- [Exercise description]:
Gather all lines in the entries that include the word "when".
::::::::
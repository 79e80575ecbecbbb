use std::collections::HashMap;
use std::mem;
use tracing::trace;

use crate::types::{MotionEvent, MotionType};

/// Callback invoked with each dispatched event.
pub type Listener = Box<dyn FnMut(&mut MotionEvent)>;

/// Handle returned by `subscribe`, used to unsubscribe.
#[derive(Debug, Clone, Copy, PartialEq, Eq, Hash)]
pub struct ListenerId(u64);

#[derive(Default)]
struct Listeners {
    persistent: Vec<(ListenerId, Listener)>,
    once: Vec<(ListenerId, Listener)>,
}

/// Per-motion-type listener registry.
///
/// Listeners run in registration order. Any listener may stop propagation,
/// which skips every listener after it in the same pass.
#[derive(Default)]
pub struct DispatchRegistry {
    next_id: u64,
    listeners: HashMap<MotionType, Listeners>,
}

impl DispatchRegistry {
    pub fn new() -> Self {
        Self::default()
    }

    pub fn subscribe(&mut self, motion_type: MotionType, listener: Listener) -> ListenerId {
        let id = self.allocate_id();
        self.listeners
            .entry(motion_type)
            .or_default()
            .persistent
            .push((id, listener));
        id
    }

    /// Register a listener that runs for at most one dispatch.
    pub fn subscribe_once(&mut self, motion_type: MotionType, listener: Listener) -> ListenerId {
        let id = self.allocate_id();
        self.listeners
            .entry(motion_type)
            .or_default()
            .once
            .push((id, listener));
        id
    }

    /// Remove a listener. Returns whether anything was removed.
    pub fn unsubscribe(&mut self, motion_type: MotionType, id: ListenerId) -> bool {
        let Some(entry) = self.listeners.get_mut(&motion_type) else {
            return false;
        };
        if let Some(pos) = entry.persistent.iter().position(|(l, _)| *l == id) {
            drop(entry.persistent.remove(pos));
            return true;
        }
        if let Some(pos) = entry.once.iter().position(|(l, _)| *l == id) {
            drop(entry.once.remove(pos));
            return true;
        }
        false
    }

    /// Hand `event` to every listener of its motion type.
    ///
    /// Persistent listeners run first, then one-shot listeners. Once the
    /// one-shot phase starts, all one-shot listeners are discarded whether or
    /// not they got to run.
    pub fn dispatch(&mut self, event: &mut MotionEvent) {
        let motion_type = event.motion_type();
        let Some(entry) = self.listeners.get_mut(&motion_type) else {
            return;
        };

        for (id, listener) in entry.persistent.iter_mut() {
            listener(event);
            if event.is_propagation_stopped() {
                trace!(%motion_type, ?id, "Propagation stopped");
                return;
            }
        }

        for (id, mut listener) in mem::take(&mut entry.once) {
            listener(event);
            if event.is_propagation_stopped() {
                trace!(%motion_type, ?id, "Propagation stopped by one-shot listener");
                return;
            }
        }
    }

    /// Number of persistent plus one-shot listeners for `motion_type`.
    pub fn listener_count(&self, motion_type: MotionType) -> usize {
        self.listeners
            .get(&motion_type)
            .map_or(0, |l| l.persistent.len() + l.once.len())
    }

    pub fn clear(&mut self) {
        self.listeners.clear();
    }

    fn allocate_id(&mut self) -> ListenerId {
        let id = ListenerId(self.next_id);
        self.next_id += 1;
        id
    }
}
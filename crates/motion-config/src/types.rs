use serde::{Deserialize, Serialize};

#[derive(Debug, Clone, Default, PartialEq, Serialize, Deserialize)]
#[serde(default)]
pub struct AppConfig {
    /// Capability detection and wiring.
    pub observer: ObserverConfig,
    /// Overrides for the detected platform.
    pub platform: PlatformConfig,
    /// Synthetic sensor stream used by the demo binary.
    pub demo: DemoConfig,
}

#[derive(Debug, Clone, PartialEq, Serialize, Deserialize)]
#[serde(default)]
pub struct ObserverConfig {
    /// How long to wait for the first evidence of a capability (milliseconds).
    pub grace_window_ms: u64,
    /// Keep sampling orientation while only acceleration is observed, so
    /// gravity can be subtracted on platforms that do not do it themselves.
    pub implicit_orientation_sampling: bool,
}

impl Default for ObserverConfig {
    fn default() -> Self {
        Self {
            grace_window_ms: 20,
            implicit_orientation_sampling: true,
        }
    }
}

/// `None` keeps whatever was detected for the build target.
#[derive(Debug, Clone, Default, PartialEq, Serialize, Deserialize)]
#[serde(default)]
pub struct PlatformConfig {
    /// Sensor access is gated behind a permission prompt.
    pub requires_permission: Option<bool>,
    /// The platform reports acceleration with every axis inverted.
    pub inverted_axes: Option<bool>,
}

#[derive(Debug, Clone, PartialEq, Serialize, Deserialize)]
#[serde(default)]
pub struct DemoConfig {
    /// Time between synthetic samples (milliseconds).
    pub sample_interval_ms: u64,
    /// Number of samples to emit before exiting. 0 runs until Ctrl-C.
    pub samples: u32,
    /// Motion types to observe, by name. Empty observes everything.
    pub observe: Vec<String>,
}

impl Default for DemoConfig {
    fn default() -> Self {
        Self {
            sample_interval_ms: 16,
            samples: 300,
            observe: Vec::new(),
        }
    }
}
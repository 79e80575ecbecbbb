use async_trait::async_trait;
use std::fmt;
use tracing::{info, warn};

use crate::error::MotionError;
use crate::platform::Platform;

/// Raw sensor families a permission prompt is issued for.
#[derive(Debug, Clone, Copy, PartialEq, Eq, Hash, PartialOrd, Ord)]
pub enum Sensor {
    Orientation,
    Motion,
}

impl fmt::Display for Sensor {
    fn fmt(&self, f: &mut fmt::Formatter<'_>) -> fmt::Result {
        match self {
            Sensor::Orientation => f.write_str("orientation"),
            Sensor::Motion => f.write_str("motion"),
        }
    }
}

#[derive(Debug, Clone, Copy, PartialEq, Eq)]
pub enum PermissionState {
    Granted,
    Denied,
}

/// Host-provided permission prompt.
///
/// Only consulted on platforms whose `Platform::requires_permission` is set.
/// Implementations return `MotionError::GestureRequired` when the host cannot
/// prompt outside of a user gesture.
#[async_trait(?Send)]
pub trait PermissionGate {
    async fn request(&self, sensor: Sensor) -> Result<PermissionState, MotionError>;
}

/// Request every sensor in `sensors`, failing on the first refusal.
pub(crate) async fn request_sensors(
    platform: &Platform,
    gate: Option<&dyn PermissionGate>,
    sensors: &[Sensor],
) -> Result<(), MotionError> {
    if !platform.requires_permission {
        return Ok(());
    }
    let gate = gate.ok_or(MotionError::PermissionUnavailable)?;

    for &sensor in sensors {
        match gate.request(sensor).await {
            Ok(PermissionState::Granted) => info!(%sensor, "Sensor permission granted"),
            Ok(PermissionState::Denied) => {
                warn!(%sensor, "Sensor permission denied");
                return Err(MotionError::PermissionDenied { sensor });
            }
            Err(e) => {
                warn!(%sensor, ?e, "Sensor permission request failed");
                return Err(e);
            }
        }
    }
    Ok(())
}

#[cfg(test)]
mod tests {
    use super::*;
    use crate::platform::AxisConvention;
    use std::cell::RefCell;

    struct ScriptedGate {
        motion: PermissionState,
        asked: RefCell<Vec<Sensor>>,
    }

    #[async_trait(?Send)]
    impl PermissionGate for ScriptedGate {
        async fn request(&self, sensor: Sensor) -> Result<PermissionState, MotionError> {
            self.asked.borrow_mut().push(sensor);
            Ok(match sensor {
                Sensor::Orientation => PermissionState::Granted,
                Sensor::Motion => self.motion,
            })
        }
    }

    const GATED: Platform = Platform {
        requires_permission: true,
        convention: AxisConvention::Inverted,
    };

    #[tokio::test]
    async fn ungated_platform_skips_the_gate() {
        let result = request_sensors(&Platform::STANDARD, None, &[Sensor::Motion]).await;
        assert!(result.is_ok());
    }

    #[tokio::test]
    async fn gated_platform_without_gate_fails() {
        let result = request_sensors(&GATED, None, &[Sensor::Orientation]).await;
        assert!(matches!(result, Err(MotionError::PermissionUnavailable)));
    }

    #[tokio::test]
    async fn denial_stops_at_first_refused_sensor() {
        let gate = ScriptedGate {
            motion: PermissionState::Denied,
            asked: RefCell::new(Vec::new()),
        };
        let sensors = [Sensor::Motion, Sensor::Orientation];
        let result = request_sensors(&GATED, Some(&gate), &sensors).await;
        assert!(matches!(
            result,
            Err(MotionError::PermissionDenied {
                sensor: Sensor::Motion
            })
        ));
        assert_eq!(*gate.asked.borrow(), vec![Sensor::Motion]);
    }

    #[tokio::test]
    async fn grants_every_requested_sensor() {
        let gate = ScriptedGate {
            motion: PermissionState::Granted,
            asked: RefCell::new(Vec::new()),
        };
        request_sensors(&GATED, Some(&gate), &[Sensor::Orientation, Sensor::Motion])
            .await
            .unwrap();
        assert_eq!(gate.asked.borrow().len(), 2);
    }
}
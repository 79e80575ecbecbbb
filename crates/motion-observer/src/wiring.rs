use std::collections::BTreeSet;
use tracing::debug;

use crate::capability::Capability;
use crate::permission::Sensor;
use crate::types::{MotionType, RawStream};

/// Host-side delivery of raw sensor events.
///
/// `attach` asks the host to start delivering a stream to the observer;
/// `detach` asks it to stop. The wiring never attaches a stream twice.
pub trait RawEventSource {
    fn attach(&mut self, stream: RawStream);
    fn detach(&mut self, stream: RawStream);
}

/// Raw streams needed to serve `observed`.
///
/// Orientation needs the relative stream until absolute orientation is
/// confirmed, and the absolute stream until it is ruled out. Acceleration
/// needs orientation too (when `implicit_orientation` is set) so the
/// gravity fallback always has a recent orientation to work with.
pub fn required_streams(
    observed: &BTreeSet<MotionType>,
    absolute_orientation: Capability,
    implicit_orientation: bool,
) -> BTreeSet<RawStream> {
    let mut streams = BTreeSet::new();

    let wants_orientation = observed.contains(&MotionType::Orientation)
        || (implicit_orientation && observed.contains(&MotionType::Acceleration));
    if wants_orientation {
        if absolute_orientation != Capability::True {
            streams.insert(RawStream::RelativeOrientation);
        }
        if absolute_orientation != Capability::False {
            streams.insert(RawStream::AbsoluteOrientation);
        }
    }

    if observed.contains(&MotionType::Acceleration)
        || observed.contains(&MotionType::AccelerationIncludingGravity)
    {
        streams.insert(RawStream::Motion);
    }

    streams
}

/// Sensor families behind a set of raw streams, for permission prompts.
pub fn sensors_for(streams: &BTreeSet<RawStream>) -> Vec<Sensor> {
    let mut sensors = Vec::with_capacity(2);
    if streams.contains(&RawStream::RelativeOrientation)
        || streams.contains(&RawStream::AbsoluteOrientation)
    {
        sensors.push(Sensor::Orientation);
    }
    if streams.contains(&RawStream::Motion) {
        sensors.push(Sensor::Motion);
    }
    sensors
}

/// Tracks which raw streams are currently attached.
#[derive(Debug, Default)]
pub struct ListenerWiring {
    active: BTreeSet<RawStream>,
}

impl ListenerWiring {
    pub fn new() -> Self {
        Self::default()
    }

    pub fn active(&self) -> &BTreeSet<RawStream> {
        &self.active
    }

    pub fn is_active(&self, stream: RawStream) -> bool {
        self.active.contains(&stream)
    }

    /// Detach streams no longer needed, then attach newly required ones.
    pub fn reconcile<S>(&mut self, required: BTreeSet<RawStream>, source: &mut S)
    where
        S: RawEventSource + ?Sized,
    {
        for &stream in self.active.difference(&required) {
            debug!(?stream, "Detaching raw stream");
            source.detach(stream);
        }
        for &stream in required.difference(&self.active) {
            debug!(?stream, "Attaching raw stream");
            source.attach(stream);
        }
        self.active = required;
    }

    /// Detach everything.
    pub fn teardown<S>(&mut self, source: &mut S)
    where
        S: RawEventSource + ?Sized,
    {
        self.reconcile(BTreeSet::new(), source);
    }
}

#[cfg(test)]
mod tests {
    use super::*;

    #[derive(Default)]
    struct RecordingSource {
        calls: Vec<(bool, RawStream)>,
    }

    impl RawEventSource for RecordingSource {
        fn attach(&mut self, stream: RawStream) {
            self.calls.push((true, stream));
        }

        fn detach(&mut self, stream: RawStream) {
            self.calls.push((false, stream));
        }
    }

    fn observed(types: &[MotionType]) -> BTreeSet<MotionType> {
        types.iter().copied().collect()
    }

    fn streams(list: &[RawStream]) -> BTreeSet<RawStream> {
        list.iter().copied().collect()
    }

    const UNKNOWN: Capability = Capability::Unknown { deadline: None };

    #[test]
    fn orientation_uses_both_streams_while_unknown() {
        let required = required_streams(&observed(&[MotionType::Orientation]), UNKNOWN, true);
        assert_eq!(
            required,
            streams(&[RawStream::RelativeOrientation, RawStream::AbsoluteOrientation])
        );
    }

    #[test]
    fn resolved_capability_drops_the_losing_stream() {
        let o = observed(&[MotionType::Orientation]);
        assert_eq!(
            required_streams(&o, Capability::True, true),
            streams(&[RawStream::AbsoluteOrientation])
        );
        assert_eq!(
            required_streams(&o, Capability::False, true),
            streams(&[RawStream::RelativeOrientation])
        );
    }

    #[test]
    fn acceleration_pulls_in_orientation() {
        let o = observed(&[MotionType::Acceleration]);
        assert_eq!(
            required_streams(&o, Capability::False, true),
            streams(&[RawStream::RelativeOrientation, RawStream::Motion])
        );
        assert_eq!(
            required_streams(&o, Capability::False, false),
            streams(&[RawStream::Motion])
        );
    }

    #[test]
    fn gravity_inclusive_needs_only_motion() {
        let o = observed(&[MotionType::AccelerationIncludingGravity]);
        assert_eq!(required_streams(&o, UNKNOWN, true), streams(&[RawStream::Motion]));
        assert!(required_streams(&BTreeSet::new(), UNKNOWN, true).is_empty());
    }

    #[test]
    fn reconcile_is_idempotent() {
        let mut source = RecordingSource::default();
        let mut wiring = ListenerWiring::new();
        let required = streams(&[RawStream::Motion, RawStream::RelativeOrientation]);

        wiring.reconcile(required.clone(), &mut source);
        assert_eq!(source.calls.len(), 2);

        wiring.reconcile(required, &mut source);
        assert_eq!(source.calls.len(), 2);
    }

    #[test]
    fn reconcile_swaps_changed_streams() {
        let mut source = RecordingSource::default();
        let mut wiring = ListenerWiring::new();
        wiring.reconcile(
            streams(&[RawStream::RelativeOrientation, RawStream::AbsoluteOrientation]),
            &mut source,
        );
        source.calls.clear();

        wiring.reconcile(streams(&[RawStream::AbsoluteOrientation]), &mut source);
        assert_eq!(source.calls, vec![(false, RawStream::RelativeOrientation)]);
        assert!(wiring.is_active(RawStream::AbsoluteOrientation));

        wiring.teardown(&mut source);
        assert!(wiring.active().is_empty());
    }

    #[test]
    fn sensors_follow_streams() {
        assert_eq!(
            sensors_for(&streams(&[RawStream::AbsoluteOrientation, RawStream::Motion])),
            vec![Sensor::Orientation, Sensor::Motion]
        );
        assert!(sensors_for(&BTreeSet::new()).is_empty());
    }
}
use anyhow::Result;
use async_trait::async_trait;
use glam::Vec3;
use motion_config::AppConfig;
use motion_math::{apply_rotation, STANDARD_GRAVITY};
use motion_observer::synthesis::orientation_event;
use motion_observer::{
    AxisConvention, MotionError, MotionEvent, MotionObserver, MotionType, ObserverSettings,
    PermissionGate, PermissionState, Platform, RawAxes, RawEvent, RawEventSource, RawMotion,
    RawOrientation, RawStream, Sensor,
};
use std::cell::RefCell;
use std::collections::{BTreeMap, BTreeSet};
use std::rc::Rc;
use std::time::Duration;
use tokio::time::Instant;
use tracing::{debug, info, warn};

/// Host side of the demo. Only records which raw streams the observer wants.
#[derive(Default)]
struct SyntheticSource {
    attached: BTreeSet<RawStream>,
}

impl RawEventSource for SyntheticSource {
    fn attach(&mut self, stream: RawStream) {
        info!(?stream, "Raw stream attached");
        self.attached.insert(stream);
    }

    fn detach(&mut self, stream: RawStream) {
        info!(?stream, "Raw stream detached");
        self.attached.remove(&stream);
    }
}

/// Stands in for a platform prompt; grants everything.
struct AutoGrant;

#[async_trait(?Send)]
impl PermissionGate for AutoGrant {
    async fn request(&self, sensor: Sensor) -> Result<PermissionState, MotionError> {
        debug!(%sensor, "Auto-granting sensor permission");
        Ok(PermissionState::Granted)
    }
}

/// A device turning slowly about the vertical axis while being shaken
/// sideways. Like most platforms it never delivers absolute orientation and
/// reports no gravity-free acceleration of its own.
struct SyntheticDevice {
    convention: AxisConvention,
    interval_ms: f32,
}

impl SyntheticDevice {
    fn orientation(&self, now: Duration) -> RawOrientation {
        let t = now.as_secs_f32();
        RawOrientation {
            timestamp: now,
            alpha: Some((t * 20.0) % 360.0),
            beta: Some(60.0 + 10.0 * t.sin()),
            gamma: Some(5.0 * (0.5 * t).sin()),
            absolute: false,
            compass_heading: None,
            compass_accuracy: None,
        }
    }

    fn motion(&self, now: Duration) -> RawMotion {
        let t = now.as_secs_f32();
        let q = orientation_event(&self.orientation(now)).quaternion;
        let gravity = apply_rotation(Vec3::new(0.0, STANDARD_GRAVITY, 0.0), q.conjugate());
        let shake = Vec3::new(0.3 * (6.0 * t).sin(), 0.0, 0.0);
        let reading = (gravity + shake) * self.convention.signs();

        RawMotion {
            timestamp: now,
            acceleration: RawAxes::new(0.0, 0.0, 0.0),
            acceleration_including_gravity: RawAxes::new(reading.x, reading.y, reading.z),
            interval_ms: self.interval_ms,
        }
    }

    fn events(&self, now: Duration, attached: &BTreeSet<RawStream>) -> Vec<RawEvent> {
        let mut events = Vec::with_capacity(2);
        if attached.contains(&RawStream::RelativeOrientation) {
            events.push(RawEvent::RelativeOrientation(self.orientation(now)));
        }
        if attached.contains(&RawStream::Motion) {
            events.push(RawEvent::Motion(self.motion(now)));
        }
        events
    }
}

fn parse_filter(names: &[String]) -> Result<Option<Vec<MotionType>>> {
    if names.is_empty() {
        return Ok(None);
    }
    let types = names
        .iter()
        .map(|n| n.parse::<MotionType>())
        .collect::<Result<Vec<_>, _>>()?;
    Ok(Some(types))
}

fn log_event(event: &MotionEvent) {
    match event {
        MotionEvent::Orientation(o) => debug!(
            alpha = o.alpha,
            beta = o.beta,
            gamma = o.gamma,
            absolute = o.absolute,
            "Orientation"
        ),
        MotionEvent::Acceleration(a) | MotionEvent::AccelerationIncludingGravity(a) => debug!(
            kind = %event.motion_type(),
            x = a.acceleration.x,
            y = a.acceleration.y,
            z = a.acceleration.z,
            inaccurate = a.inaccurate,
            "Acceleration"
        ),
    }
}

#[tokio::main(flavor = "current_thread")]
async fn main() -> Result<()> {
    // Initialize logging.
    tracing_subscriber::fmt()
        .with_env_filter(
            tracing_subscriber::EnvFilter::try_from_default_env()
                .unwrap_or_else(|_| "motion_app=info,motion_observer=info".into()),
        )
        .init();

    info!("Motion observer demo starting");

    // Load config, writing out the defaults on first run.
    let config = match motion_config::config_path() {
        Ok(path) if !path.exists() => {
            let config = AppConfig::default();
            if let Err(e) = motion_config::save_config(&config) {
                warn!(?e, "Failed to write default config");
            }
            config
        }
        _ => motion_config::load_config().unwrap_or_else(|e| {
            warn!(?e, "Failed to load config, using defaults");
            AppConfig::default()
        }),
    };

    let platform = Platform::current().with_overrides(
        config.platform.requires_permission,
        config.platform.inverted_axes,
    );
    let settings = ObserverSettings {
        grace_window: Duration::from_millis(config.observer.grace_window_ms),
        implicit_orientation_sampling: config.observer.implicit_orientation_sampling,
    };
    info!(?platform, ?settings, "Config loaded");

    let mut observer = MotionObserver::new(SyntheticSource::default(), platform, settings)
        .with_permission_gate(AutoGrant);

    let counts: Rc<RefCell<BTreeMap<MotionType, u64>>> = Rc::default();
    for motion_type in MotionType::ALL {
        let counts = counts.clone();
        observer.subscribe(motion_type, move |event| {
            *counts.borrow_mut().entry(event.motion_type()).or_default() += 1;
            log_event(event);
        });
    }
    observer.subscribe_once(MotionType::Orientation, |event| {
        if let Some(o) = event.as_orientation() {
            info!(matrix = ?o.matrix().elements(), "First orientation sample");
        }
    });

    let filter = parse_filter(&config.demo.observe)?;
    observer.observe(filter.as_deref()).await?;

    let device = SyntheticDevice {
        convention: platform.convention,
        interval_ms: config.demo.sample_interval_ms as f32,
    };
    let started = Instant::now();
    let period = Duration::from_millis(config.demo.sample_interval_ms.max(1));
    let mut ticker = tokio::time::interval(period);
    let mut samples = 0u32;

    loop {
        tokio::select! {
            _ = ticker.tick() => {
                let now = started.elapsed();
                observer.tick(now);
                for event in device.events(now, &observer.source().attached) {
                    observer.handle_raw(event);
                }

                samples += 1;
                if samples % 60 == 0 {
                    debug!(samples, "Synthetic samples emitted");
                }
                if config.demo.samples != 0 && samples >= config.demo.samples {
                    break;
                }
            }
            _ = tokio::signal::ctrl_c() => {
                info!("Interrupted");
                break;
            }
        }
    }

    let capabilities = observer.capabilities();
    info!(
        samples,
        absolute_orientation = ?capabilities.absolute_orientation.resolved(),
        gravity_exclusion = ?capabilities.gravity_exclusion.resolved(),
        dispatched = ?counts.borrow(),
        "Demo finished"
    );
    observer.disconnect();

    Ok(())
}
::::::::
- [Your response]:
/// Implementations return `MotionError::GestureRequired` when the host cannot
/// needs orientation too (when `implicit_orientation` is set) so the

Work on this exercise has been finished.